Check each line of the records below and collect those holding "insert".

··· Material for this task ···

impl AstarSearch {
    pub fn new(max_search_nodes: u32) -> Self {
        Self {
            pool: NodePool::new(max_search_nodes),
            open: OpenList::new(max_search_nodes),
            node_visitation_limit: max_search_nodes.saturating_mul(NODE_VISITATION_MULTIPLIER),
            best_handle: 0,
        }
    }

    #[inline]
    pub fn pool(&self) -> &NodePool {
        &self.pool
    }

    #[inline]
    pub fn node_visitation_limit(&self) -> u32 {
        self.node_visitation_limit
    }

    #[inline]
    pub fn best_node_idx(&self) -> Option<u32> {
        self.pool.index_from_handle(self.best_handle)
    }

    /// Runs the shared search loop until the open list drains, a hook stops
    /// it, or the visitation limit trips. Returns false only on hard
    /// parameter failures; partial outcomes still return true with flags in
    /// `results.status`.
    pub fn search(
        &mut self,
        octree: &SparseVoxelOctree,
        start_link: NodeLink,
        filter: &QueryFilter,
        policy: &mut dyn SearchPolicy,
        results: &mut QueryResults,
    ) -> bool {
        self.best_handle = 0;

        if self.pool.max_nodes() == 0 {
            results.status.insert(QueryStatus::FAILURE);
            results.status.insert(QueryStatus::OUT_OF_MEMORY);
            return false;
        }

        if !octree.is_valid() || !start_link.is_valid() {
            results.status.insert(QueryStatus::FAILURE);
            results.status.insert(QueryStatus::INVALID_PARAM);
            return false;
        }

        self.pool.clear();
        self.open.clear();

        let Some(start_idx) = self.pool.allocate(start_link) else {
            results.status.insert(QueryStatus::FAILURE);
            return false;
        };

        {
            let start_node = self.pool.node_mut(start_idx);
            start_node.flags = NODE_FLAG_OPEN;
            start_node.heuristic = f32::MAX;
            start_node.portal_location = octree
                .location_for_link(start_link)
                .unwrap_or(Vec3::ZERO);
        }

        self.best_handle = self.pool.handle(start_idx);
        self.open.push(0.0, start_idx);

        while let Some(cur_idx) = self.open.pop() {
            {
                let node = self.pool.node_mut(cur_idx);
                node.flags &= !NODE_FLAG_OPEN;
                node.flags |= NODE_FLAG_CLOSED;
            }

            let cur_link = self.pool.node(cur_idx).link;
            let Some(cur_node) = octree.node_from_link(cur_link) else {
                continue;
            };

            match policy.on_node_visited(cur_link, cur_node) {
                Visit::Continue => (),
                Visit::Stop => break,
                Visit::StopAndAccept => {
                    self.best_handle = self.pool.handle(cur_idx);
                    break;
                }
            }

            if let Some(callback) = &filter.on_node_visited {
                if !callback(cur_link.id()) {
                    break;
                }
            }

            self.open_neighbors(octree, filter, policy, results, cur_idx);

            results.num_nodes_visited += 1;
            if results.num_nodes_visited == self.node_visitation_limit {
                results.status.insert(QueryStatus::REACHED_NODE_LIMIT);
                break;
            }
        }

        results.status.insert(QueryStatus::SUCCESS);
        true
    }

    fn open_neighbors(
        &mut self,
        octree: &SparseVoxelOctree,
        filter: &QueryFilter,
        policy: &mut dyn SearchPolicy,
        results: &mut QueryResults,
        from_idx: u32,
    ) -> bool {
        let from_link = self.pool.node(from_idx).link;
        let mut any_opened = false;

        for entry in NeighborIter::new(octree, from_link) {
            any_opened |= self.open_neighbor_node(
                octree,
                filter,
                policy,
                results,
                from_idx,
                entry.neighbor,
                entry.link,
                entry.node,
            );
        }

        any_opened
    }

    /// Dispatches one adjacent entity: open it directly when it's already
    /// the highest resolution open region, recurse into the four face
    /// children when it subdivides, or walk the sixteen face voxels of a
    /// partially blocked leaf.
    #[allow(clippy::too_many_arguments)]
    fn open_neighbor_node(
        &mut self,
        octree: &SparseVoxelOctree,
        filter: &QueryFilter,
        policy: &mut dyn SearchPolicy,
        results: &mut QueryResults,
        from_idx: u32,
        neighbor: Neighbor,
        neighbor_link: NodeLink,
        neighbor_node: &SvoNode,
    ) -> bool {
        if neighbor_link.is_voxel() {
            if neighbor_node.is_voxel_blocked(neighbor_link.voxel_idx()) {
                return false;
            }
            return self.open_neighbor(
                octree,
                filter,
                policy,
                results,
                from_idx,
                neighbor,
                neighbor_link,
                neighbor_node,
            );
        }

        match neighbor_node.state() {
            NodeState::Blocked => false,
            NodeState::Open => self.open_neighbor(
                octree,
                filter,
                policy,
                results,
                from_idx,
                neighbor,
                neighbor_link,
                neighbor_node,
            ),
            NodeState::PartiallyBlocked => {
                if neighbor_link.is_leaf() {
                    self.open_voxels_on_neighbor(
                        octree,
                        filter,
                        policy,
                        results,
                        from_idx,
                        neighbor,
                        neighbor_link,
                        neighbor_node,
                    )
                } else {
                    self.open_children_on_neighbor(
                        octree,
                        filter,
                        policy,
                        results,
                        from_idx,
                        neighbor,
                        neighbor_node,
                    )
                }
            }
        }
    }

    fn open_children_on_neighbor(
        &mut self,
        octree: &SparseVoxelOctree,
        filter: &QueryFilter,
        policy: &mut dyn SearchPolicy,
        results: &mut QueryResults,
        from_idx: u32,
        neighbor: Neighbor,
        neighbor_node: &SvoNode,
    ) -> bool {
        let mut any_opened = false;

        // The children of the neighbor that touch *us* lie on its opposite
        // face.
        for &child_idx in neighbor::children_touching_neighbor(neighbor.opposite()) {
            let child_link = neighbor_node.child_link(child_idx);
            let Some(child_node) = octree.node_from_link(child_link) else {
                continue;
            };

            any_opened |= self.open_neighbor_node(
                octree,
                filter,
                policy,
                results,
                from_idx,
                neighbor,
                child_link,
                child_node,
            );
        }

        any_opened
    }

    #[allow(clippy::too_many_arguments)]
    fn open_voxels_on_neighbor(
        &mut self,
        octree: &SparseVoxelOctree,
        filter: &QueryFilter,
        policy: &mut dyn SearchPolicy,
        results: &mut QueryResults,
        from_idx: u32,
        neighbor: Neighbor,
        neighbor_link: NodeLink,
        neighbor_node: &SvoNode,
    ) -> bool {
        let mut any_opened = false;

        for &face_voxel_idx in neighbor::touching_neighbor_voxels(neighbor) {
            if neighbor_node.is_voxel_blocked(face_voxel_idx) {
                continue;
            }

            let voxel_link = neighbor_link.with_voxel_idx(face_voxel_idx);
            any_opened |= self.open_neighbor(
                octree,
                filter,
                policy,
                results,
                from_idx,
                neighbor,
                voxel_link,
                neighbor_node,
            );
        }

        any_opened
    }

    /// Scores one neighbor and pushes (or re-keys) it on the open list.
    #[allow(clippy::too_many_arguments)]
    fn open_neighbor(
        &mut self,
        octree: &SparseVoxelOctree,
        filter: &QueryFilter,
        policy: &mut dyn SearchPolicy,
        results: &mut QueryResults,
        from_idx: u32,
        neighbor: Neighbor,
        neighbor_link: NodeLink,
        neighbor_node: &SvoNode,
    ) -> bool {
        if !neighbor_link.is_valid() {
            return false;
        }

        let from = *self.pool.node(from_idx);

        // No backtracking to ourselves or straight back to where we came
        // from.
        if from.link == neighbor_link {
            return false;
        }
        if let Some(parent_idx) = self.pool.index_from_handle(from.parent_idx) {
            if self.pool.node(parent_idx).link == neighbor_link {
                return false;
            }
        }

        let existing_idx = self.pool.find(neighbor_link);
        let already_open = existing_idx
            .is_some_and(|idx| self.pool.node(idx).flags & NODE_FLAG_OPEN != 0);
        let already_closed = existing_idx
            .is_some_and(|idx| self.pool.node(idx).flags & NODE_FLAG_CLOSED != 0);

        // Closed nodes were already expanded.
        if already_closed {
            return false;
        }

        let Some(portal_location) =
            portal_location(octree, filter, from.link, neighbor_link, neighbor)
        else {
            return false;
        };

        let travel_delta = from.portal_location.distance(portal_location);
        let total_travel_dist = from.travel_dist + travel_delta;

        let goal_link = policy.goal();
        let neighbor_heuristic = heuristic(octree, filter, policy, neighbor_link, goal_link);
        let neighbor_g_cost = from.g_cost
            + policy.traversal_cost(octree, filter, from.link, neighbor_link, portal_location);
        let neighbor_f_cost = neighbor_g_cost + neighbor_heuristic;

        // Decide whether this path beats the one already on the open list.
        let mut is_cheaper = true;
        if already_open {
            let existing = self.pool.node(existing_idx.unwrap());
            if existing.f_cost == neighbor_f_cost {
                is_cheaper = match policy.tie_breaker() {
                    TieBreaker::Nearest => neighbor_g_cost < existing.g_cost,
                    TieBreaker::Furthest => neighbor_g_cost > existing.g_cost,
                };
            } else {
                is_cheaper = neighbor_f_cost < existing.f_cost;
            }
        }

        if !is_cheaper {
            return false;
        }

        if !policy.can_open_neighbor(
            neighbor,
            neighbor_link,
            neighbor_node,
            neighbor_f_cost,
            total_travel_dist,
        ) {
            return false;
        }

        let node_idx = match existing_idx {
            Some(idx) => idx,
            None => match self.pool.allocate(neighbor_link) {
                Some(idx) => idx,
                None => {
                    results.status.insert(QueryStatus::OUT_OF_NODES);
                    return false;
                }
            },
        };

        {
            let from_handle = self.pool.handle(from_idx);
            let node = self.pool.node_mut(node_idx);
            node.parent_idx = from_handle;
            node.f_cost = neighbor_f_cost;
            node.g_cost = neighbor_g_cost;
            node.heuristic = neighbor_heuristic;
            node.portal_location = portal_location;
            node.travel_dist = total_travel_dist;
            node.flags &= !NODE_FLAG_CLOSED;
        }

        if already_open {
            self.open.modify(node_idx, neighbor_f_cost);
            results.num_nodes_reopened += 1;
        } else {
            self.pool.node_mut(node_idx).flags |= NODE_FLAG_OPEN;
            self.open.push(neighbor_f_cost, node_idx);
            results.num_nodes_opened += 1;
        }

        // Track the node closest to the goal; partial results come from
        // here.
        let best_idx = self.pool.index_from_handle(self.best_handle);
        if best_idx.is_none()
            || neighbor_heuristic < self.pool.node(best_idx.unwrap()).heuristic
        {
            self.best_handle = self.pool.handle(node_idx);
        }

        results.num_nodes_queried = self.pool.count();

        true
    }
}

···

Result for this exercise:
            results.status.insert(QueryStatus::FAILURE);
            results.status.insert(QueryStatus::OUT_OF_MEMORY);
            results.status.insert(QueryStatus::FAILURE);
            results.status.insert(QueryStatus::INVALID_PARAM);
            results.status.insert(QueryStatus::FAILURE);
                results.status.insert(QueryStatus::REACHED_NODE_LIMIT);
        results.status.insert(QueryStatus::SUCCESS);
                    results.status.insert(QueryStatus::OUT_OF_NODES);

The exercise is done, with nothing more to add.